- [TASK REQUIREMENTS]:
From the entries below, copy every line where the string "retries" appears.

- [SOURCE DATA]:
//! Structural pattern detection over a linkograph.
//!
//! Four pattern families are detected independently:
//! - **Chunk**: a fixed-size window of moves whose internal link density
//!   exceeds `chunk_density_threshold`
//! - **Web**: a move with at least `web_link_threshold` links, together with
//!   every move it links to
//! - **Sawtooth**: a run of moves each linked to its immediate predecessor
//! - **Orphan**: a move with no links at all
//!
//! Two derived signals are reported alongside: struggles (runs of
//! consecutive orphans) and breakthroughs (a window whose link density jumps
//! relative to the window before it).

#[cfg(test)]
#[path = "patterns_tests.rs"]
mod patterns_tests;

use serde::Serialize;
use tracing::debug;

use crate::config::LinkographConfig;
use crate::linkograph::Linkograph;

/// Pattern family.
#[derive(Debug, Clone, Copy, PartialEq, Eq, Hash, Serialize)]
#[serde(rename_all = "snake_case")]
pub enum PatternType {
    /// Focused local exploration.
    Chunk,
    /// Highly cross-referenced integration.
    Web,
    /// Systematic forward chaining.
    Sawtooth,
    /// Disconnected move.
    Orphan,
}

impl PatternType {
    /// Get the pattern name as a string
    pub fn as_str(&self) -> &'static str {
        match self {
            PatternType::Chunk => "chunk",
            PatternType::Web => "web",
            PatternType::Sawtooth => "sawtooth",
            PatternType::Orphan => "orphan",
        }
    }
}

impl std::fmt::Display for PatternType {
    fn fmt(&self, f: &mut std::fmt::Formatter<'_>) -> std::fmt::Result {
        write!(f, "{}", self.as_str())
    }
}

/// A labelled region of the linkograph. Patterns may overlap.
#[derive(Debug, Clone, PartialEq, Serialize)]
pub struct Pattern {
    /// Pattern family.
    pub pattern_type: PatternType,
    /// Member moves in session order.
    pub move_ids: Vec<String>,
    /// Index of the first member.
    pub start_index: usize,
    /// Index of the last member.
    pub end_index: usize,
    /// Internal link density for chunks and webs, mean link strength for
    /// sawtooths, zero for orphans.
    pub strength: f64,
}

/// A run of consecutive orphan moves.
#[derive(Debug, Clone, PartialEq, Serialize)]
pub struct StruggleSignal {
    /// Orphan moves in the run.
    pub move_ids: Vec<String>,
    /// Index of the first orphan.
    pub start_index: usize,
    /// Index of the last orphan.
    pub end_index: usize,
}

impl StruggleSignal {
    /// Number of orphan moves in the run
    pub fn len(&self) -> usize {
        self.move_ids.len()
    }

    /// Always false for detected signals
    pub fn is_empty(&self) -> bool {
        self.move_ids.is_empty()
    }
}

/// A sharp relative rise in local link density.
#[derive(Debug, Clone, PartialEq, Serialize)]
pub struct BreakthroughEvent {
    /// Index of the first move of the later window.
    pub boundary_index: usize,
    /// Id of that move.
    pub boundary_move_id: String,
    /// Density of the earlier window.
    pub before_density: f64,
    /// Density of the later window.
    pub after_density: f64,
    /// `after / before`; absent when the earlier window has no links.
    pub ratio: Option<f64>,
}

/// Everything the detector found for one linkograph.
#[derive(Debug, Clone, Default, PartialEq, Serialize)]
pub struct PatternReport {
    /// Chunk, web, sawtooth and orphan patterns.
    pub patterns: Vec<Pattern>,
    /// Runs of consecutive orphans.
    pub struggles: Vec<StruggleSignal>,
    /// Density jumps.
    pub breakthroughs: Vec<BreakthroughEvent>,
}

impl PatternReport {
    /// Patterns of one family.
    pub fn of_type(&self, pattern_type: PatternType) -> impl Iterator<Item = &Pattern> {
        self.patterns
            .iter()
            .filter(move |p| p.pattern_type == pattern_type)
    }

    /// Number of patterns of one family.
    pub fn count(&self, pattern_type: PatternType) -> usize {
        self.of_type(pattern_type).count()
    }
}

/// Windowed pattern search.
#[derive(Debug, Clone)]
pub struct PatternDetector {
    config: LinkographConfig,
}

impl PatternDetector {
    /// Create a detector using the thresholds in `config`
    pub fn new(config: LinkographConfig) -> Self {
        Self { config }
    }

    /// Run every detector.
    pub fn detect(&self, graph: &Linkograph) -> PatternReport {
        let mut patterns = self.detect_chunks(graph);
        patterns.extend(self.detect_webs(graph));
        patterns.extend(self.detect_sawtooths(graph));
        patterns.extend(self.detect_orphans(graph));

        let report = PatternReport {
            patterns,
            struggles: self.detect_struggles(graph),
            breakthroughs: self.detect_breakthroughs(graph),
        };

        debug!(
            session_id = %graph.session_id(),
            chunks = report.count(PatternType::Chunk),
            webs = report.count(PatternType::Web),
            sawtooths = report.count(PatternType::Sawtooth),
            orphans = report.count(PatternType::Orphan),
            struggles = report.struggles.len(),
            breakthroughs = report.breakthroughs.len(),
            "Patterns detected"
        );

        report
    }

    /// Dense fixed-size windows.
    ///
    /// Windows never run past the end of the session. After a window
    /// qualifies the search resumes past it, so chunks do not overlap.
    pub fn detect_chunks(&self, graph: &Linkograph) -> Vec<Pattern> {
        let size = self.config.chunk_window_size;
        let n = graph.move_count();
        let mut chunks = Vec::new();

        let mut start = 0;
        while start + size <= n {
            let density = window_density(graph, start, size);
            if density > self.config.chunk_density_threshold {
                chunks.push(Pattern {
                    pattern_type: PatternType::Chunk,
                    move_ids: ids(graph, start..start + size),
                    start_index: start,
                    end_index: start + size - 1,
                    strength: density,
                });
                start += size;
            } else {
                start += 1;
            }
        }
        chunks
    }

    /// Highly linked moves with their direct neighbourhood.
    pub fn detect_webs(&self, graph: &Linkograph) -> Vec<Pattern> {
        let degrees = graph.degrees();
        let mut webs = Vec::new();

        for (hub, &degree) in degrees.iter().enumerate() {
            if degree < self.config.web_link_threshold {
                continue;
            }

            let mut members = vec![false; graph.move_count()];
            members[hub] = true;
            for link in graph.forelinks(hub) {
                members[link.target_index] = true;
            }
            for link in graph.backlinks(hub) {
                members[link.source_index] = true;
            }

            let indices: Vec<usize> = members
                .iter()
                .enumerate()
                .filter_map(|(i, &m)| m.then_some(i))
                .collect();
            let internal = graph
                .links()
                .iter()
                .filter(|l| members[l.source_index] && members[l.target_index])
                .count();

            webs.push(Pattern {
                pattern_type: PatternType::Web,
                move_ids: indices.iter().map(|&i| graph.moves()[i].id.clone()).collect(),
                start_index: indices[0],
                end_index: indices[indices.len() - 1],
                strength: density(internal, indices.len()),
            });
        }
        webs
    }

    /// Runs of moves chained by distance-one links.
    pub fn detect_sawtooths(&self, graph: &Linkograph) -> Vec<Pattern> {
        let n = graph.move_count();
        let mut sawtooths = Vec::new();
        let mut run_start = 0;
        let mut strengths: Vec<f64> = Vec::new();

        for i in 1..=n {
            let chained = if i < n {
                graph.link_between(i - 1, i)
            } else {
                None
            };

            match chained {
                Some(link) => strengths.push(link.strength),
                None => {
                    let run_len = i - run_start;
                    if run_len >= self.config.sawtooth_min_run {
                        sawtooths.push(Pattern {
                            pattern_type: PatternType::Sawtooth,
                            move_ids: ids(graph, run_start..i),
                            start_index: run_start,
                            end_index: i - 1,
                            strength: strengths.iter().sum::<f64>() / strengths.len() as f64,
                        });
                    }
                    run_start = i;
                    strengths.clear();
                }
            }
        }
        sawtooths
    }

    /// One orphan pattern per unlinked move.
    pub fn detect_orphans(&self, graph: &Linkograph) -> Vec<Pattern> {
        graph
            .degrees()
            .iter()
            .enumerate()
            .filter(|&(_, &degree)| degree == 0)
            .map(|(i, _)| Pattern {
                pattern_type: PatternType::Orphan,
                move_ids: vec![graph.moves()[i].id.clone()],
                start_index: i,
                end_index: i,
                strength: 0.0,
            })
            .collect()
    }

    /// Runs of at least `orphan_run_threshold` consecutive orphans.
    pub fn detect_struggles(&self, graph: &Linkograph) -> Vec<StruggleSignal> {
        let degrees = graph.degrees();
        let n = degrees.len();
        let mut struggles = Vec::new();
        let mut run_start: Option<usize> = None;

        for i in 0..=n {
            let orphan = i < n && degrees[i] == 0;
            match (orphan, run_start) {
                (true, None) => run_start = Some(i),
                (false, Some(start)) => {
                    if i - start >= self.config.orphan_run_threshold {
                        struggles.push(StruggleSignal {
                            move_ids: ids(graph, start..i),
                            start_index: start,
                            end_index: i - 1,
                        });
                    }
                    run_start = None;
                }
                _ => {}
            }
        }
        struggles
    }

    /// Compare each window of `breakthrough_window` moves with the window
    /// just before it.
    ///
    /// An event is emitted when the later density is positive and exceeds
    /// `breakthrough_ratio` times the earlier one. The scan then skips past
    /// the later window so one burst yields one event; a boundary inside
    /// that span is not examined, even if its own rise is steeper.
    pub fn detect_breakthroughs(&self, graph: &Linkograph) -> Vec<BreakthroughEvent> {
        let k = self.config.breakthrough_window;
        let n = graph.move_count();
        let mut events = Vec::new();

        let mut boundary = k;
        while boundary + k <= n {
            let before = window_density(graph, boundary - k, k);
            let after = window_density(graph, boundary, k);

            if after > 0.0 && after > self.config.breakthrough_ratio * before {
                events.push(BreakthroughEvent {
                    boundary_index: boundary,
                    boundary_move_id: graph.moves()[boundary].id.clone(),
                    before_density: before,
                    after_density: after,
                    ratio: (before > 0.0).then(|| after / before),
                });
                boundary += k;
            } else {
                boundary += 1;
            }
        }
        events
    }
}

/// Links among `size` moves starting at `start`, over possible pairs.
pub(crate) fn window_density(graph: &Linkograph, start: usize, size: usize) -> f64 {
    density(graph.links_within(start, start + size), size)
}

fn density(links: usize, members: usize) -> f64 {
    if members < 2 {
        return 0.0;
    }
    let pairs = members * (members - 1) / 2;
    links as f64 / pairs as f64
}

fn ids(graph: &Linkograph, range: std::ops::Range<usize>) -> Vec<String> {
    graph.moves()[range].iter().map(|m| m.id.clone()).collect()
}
---
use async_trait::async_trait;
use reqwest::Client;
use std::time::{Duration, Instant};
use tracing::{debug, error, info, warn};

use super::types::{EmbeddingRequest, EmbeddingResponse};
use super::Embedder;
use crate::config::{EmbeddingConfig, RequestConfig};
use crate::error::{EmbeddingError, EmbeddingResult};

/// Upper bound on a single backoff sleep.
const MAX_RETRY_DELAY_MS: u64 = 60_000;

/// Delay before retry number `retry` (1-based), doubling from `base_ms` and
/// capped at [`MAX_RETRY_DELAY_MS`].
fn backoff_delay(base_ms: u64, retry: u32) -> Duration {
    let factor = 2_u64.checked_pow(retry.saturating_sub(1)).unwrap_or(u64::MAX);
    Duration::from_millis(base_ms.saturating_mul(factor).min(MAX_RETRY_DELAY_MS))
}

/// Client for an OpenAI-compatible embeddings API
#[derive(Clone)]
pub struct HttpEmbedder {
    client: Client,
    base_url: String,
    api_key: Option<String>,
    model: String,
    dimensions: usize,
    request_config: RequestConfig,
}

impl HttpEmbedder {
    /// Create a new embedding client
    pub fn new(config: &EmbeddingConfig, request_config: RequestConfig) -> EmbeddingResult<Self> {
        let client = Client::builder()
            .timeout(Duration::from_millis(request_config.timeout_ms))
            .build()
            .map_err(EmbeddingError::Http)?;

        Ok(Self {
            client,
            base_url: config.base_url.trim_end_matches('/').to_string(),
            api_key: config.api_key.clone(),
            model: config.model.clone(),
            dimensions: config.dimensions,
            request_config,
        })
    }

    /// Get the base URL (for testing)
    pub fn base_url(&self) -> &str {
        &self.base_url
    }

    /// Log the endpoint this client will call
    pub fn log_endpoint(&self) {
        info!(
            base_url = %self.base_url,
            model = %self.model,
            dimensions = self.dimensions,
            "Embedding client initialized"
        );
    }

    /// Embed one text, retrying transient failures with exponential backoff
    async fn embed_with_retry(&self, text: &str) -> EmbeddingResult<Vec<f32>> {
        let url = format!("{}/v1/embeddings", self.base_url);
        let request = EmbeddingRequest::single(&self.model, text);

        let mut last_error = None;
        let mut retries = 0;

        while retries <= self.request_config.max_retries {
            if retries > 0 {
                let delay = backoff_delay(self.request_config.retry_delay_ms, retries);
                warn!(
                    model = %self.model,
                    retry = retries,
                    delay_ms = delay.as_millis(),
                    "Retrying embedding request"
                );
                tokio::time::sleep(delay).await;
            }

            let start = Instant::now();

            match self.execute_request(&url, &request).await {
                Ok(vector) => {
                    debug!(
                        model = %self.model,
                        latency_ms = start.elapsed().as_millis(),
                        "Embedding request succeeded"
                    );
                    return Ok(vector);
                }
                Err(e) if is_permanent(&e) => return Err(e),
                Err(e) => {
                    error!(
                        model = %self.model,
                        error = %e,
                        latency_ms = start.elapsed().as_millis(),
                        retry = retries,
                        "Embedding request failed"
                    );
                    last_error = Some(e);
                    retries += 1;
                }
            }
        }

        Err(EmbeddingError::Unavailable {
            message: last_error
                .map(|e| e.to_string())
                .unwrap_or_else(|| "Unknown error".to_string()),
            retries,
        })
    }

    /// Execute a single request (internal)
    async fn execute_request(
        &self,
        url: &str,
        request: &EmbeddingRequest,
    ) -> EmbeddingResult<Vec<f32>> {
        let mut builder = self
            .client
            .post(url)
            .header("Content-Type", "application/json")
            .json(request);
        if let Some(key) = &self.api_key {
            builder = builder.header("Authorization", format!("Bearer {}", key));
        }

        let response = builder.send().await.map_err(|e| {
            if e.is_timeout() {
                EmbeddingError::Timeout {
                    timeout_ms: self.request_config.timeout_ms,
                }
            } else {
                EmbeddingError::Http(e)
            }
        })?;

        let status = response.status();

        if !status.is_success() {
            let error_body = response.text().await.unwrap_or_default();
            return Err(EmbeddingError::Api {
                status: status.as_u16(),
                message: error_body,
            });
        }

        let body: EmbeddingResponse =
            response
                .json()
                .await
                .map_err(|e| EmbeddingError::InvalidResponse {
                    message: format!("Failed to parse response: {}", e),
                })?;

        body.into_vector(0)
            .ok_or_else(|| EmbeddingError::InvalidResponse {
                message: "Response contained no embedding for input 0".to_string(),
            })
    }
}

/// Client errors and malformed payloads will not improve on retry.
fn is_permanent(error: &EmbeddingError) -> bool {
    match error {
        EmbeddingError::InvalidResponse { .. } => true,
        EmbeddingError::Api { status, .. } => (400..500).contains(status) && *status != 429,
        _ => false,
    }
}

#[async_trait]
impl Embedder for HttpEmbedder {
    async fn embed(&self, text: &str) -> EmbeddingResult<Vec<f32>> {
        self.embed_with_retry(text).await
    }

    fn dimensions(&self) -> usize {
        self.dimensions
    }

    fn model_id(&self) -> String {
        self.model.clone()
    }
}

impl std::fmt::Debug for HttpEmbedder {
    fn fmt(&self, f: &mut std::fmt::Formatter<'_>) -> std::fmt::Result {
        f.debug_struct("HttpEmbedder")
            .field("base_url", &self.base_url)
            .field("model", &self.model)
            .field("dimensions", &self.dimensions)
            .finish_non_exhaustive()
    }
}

- [RESPONSE BELOW]:
        let mut retries = 0;
        while retries <= self.request_config.max_retries {
            if retries > 0 {
                let delay = backoff_delay(self.request_config.retry_delay_ms, retries);
                    retry = retries,
                        retry = retries,
                    retries += 1;
            retries,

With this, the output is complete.